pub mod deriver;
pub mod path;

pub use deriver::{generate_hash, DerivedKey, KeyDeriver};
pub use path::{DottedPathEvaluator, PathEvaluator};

Task goal:
Each line from the one containing "pub mod path;" through the end of the material must be output exactly, and no other line.

Worked solution:
pub mod path;

pub use deriver::{generate_hash, DerivedKey, KeyDeriver};
pub use path::{DottedPathEvaluator, PathEvaluator};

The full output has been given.